**Exercise prompt**. Look through the data and write out every line with the word "expected" in it.

Collected data
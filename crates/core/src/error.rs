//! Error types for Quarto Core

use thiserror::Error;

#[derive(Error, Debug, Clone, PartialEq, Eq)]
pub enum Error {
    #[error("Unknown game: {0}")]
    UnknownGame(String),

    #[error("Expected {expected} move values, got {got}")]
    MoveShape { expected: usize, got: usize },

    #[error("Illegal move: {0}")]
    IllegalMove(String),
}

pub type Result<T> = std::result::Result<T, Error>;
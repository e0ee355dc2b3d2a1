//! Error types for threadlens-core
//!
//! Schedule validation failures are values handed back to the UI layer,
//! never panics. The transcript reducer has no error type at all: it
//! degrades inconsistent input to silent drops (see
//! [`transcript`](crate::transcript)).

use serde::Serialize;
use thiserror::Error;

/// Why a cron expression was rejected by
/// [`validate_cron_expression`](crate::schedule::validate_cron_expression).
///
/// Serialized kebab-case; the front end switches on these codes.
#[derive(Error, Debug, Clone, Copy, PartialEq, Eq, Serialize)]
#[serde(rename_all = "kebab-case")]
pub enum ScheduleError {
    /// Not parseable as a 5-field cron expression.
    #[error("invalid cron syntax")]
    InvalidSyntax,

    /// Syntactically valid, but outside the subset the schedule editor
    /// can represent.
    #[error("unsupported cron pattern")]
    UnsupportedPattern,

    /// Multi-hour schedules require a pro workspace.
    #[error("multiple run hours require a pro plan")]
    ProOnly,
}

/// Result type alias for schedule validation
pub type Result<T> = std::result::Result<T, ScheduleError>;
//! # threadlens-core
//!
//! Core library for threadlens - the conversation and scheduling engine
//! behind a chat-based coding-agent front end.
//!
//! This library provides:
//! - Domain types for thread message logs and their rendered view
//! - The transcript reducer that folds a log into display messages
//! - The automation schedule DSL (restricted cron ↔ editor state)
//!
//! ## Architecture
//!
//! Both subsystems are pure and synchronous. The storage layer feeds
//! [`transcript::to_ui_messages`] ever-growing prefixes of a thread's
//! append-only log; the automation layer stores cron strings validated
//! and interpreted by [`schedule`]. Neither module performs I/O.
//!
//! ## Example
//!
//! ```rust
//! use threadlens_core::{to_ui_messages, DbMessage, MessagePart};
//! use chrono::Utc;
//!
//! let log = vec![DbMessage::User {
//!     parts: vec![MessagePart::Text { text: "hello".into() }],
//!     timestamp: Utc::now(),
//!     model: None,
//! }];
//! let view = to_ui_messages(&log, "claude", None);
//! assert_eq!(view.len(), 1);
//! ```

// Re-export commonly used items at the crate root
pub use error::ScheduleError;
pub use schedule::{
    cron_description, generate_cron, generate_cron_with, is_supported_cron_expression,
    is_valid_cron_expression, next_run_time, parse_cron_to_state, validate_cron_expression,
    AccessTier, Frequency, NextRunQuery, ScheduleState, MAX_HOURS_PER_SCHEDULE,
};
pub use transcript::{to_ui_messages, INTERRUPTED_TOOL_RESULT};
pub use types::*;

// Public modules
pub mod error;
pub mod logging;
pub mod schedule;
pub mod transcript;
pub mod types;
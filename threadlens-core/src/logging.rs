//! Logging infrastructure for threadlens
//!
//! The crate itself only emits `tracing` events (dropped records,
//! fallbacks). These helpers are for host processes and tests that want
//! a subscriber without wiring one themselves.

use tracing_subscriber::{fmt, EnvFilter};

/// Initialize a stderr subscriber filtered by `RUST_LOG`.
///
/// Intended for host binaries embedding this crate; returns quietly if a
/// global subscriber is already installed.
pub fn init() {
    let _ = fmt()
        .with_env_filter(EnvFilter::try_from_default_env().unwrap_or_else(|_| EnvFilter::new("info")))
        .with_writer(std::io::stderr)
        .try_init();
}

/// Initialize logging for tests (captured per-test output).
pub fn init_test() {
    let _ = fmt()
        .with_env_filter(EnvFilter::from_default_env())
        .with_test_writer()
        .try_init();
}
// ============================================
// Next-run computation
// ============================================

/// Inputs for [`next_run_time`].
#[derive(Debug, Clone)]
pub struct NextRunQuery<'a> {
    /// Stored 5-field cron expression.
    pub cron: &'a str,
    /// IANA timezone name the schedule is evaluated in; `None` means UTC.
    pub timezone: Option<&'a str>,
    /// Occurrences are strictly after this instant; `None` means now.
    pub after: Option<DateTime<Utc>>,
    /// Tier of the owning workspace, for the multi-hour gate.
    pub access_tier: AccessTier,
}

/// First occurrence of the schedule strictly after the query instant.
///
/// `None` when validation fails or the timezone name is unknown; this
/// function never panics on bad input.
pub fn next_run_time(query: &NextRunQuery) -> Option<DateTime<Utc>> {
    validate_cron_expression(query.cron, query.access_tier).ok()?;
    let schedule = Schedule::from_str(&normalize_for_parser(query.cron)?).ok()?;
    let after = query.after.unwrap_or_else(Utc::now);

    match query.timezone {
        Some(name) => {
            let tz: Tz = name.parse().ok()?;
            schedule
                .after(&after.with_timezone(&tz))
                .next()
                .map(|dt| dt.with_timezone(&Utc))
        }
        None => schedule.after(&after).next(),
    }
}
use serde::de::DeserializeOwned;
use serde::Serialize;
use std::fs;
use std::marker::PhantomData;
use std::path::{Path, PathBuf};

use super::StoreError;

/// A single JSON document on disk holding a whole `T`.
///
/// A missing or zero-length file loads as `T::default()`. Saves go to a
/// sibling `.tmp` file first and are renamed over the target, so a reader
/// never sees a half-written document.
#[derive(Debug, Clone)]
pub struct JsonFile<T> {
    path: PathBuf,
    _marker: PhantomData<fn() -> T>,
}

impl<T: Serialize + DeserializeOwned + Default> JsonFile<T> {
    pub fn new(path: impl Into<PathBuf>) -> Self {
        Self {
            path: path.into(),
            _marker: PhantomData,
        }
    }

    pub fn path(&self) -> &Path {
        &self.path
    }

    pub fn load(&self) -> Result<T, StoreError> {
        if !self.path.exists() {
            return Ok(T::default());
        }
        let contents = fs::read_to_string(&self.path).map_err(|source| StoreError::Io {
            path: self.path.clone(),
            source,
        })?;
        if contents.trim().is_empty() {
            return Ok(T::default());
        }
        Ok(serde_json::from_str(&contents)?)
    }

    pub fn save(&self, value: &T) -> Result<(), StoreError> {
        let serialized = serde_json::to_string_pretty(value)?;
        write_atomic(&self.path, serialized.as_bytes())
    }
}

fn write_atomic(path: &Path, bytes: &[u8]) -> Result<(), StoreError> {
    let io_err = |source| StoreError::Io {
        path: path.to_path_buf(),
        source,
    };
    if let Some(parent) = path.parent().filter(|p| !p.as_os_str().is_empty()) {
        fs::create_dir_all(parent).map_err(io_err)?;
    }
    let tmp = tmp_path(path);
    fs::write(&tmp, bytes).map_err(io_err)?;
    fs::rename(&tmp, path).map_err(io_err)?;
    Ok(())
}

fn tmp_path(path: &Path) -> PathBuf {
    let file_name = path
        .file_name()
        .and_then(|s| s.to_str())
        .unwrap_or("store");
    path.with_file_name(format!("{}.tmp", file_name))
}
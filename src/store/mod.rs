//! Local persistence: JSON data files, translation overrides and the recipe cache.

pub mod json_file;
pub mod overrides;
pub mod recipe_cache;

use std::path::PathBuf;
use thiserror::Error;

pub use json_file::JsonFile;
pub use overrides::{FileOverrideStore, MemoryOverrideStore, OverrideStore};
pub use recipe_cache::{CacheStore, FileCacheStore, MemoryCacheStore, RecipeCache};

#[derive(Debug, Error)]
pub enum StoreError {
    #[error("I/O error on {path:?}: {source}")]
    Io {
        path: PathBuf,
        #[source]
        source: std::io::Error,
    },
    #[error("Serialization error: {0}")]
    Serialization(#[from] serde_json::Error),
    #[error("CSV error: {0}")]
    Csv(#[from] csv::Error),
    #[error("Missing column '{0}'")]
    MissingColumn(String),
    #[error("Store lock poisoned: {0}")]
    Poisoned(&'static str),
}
---
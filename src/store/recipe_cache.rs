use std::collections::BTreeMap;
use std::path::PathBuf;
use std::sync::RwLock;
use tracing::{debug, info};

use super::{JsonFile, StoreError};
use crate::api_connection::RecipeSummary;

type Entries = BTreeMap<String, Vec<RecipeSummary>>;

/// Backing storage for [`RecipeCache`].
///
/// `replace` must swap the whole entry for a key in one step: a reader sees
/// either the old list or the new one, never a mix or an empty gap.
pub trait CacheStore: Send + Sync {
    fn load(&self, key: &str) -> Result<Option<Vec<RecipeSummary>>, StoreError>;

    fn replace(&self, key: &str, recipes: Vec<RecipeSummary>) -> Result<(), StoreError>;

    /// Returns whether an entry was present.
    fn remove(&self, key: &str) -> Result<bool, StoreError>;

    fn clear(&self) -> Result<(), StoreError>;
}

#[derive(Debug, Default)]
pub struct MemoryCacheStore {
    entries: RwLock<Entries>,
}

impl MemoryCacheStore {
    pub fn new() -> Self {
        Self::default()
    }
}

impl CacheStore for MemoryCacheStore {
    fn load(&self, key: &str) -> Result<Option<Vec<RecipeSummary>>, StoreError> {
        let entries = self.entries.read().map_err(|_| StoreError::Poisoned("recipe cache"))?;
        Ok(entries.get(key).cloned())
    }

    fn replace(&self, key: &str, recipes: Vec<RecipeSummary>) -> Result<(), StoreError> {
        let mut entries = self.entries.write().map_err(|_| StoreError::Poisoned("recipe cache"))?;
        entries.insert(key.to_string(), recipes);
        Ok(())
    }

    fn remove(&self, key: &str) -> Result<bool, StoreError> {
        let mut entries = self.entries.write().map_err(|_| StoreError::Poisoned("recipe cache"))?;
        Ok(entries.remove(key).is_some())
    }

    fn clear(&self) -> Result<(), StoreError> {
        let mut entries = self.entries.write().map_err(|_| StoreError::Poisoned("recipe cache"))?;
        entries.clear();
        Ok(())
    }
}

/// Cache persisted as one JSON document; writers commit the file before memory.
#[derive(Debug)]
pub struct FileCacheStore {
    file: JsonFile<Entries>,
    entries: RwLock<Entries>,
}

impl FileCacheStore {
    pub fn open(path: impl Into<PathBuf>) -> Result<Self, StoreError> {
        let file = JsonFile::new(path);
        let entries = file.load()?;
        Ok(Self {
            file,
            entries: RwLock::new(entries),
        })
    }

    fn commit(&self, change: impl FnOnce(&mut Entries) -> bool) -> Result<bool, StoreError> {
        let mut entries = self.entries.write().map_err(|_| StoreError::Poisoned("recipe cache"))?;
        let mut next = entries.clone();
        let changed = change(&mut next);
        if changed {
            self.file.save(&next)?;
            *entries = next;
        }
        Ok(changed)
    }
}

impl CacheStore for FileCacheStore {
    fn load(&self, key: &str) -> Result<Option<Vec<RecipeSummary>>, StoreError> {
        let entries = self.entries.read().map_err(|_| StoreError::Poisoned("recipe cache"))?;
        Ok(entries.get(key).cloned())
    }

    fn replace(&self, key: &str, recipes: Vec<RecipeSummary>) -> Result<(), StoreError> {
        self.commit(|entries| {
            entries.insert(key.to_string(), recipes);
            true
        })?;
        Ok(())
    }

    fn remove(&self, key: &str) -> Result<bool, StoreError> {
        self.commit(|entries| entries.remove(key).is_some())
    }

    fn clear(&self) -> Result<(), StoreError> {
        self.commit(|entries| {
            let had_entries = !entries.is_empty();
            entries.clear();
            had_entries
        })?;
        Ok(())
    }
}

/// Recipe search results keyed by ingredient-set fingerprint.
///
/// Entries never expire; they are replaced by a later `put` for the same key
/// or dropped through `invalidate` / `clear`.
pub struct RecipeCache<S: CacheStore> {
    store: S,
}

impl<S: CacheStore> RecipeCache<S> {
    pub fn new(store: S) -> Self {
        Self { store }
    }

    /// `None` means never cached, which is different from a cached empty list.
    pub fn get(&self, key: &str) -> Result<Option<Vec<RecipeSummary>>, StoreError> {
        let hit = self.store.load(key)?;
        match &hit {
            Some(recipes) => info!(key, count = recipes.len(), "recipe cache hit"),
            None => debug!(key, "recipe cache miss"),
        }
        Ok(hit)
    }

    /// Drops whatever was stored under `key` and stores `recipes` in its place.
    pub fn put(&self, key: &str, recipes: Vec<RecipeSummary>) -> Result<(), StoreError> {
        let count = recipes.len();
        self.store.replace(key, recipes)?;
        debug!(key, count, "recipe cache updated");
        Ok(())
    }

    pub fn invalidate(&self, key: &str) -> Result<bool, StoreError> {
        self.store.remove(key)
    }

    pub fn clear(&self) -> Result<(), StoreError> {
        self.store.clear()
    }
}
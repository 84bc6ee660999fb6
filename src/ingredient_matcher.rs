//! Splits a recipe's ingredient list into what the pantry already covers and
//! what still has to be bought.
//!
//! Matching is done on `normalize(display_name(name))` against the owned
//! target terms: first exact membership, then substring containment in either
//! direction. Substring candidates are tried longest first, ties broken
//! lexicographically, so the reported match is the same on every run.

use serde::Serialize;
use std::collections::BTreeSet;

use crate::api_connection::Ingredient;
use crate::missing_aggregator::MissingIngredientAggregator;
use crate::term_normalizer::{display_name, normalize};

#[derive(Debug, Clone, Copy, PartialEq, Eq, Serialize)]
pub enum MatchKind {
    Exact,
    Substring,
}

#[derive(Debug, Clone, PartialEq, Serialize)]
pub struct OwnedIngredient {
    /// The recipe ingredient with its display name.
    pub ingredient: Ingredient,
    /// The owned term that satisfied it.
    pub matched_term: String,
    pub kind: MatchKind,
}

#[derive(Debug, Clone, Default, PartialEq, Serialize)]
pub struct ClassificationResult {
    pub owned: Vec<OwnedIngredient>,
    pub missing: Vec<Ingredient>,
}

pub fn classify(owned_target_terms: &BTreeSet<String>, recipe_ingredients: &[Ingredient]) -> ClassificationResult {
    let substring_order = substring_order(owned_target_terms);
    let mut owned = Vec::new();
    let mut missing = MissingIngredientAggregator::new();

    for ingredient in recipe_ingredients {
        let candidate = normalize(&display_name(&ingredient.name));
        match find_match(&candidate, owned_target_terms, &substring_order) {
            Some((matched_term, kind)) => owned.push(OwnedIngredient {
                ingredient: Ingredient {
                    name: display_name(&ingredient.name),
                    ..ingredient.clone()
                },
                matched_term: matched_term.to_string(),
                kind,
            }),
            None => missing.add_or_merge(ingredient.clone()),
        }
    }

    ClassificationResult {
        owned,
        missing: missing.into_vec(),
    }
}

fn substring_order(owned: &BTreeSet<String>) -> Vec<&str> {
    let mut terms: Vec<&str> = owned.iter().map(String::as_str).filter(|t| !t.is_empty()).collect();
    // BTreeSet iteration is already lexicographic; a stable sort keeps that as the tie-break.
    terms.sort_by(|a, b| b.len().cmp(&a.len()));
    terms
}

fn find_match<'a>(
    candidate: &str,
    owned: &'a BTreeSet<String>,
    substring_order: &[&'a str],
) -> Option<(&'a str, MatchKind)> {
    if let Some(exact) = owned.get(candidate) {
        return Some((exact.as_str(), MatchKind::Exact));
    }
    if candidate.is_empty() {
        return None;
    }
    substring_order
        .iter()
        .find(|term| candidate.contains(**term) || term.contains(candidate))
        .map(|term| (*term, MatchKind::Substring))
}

**Solved problem**.
    #[error("Expected {expected} move values, got {got}")]
    MoveShape { expected: usize, got: usize },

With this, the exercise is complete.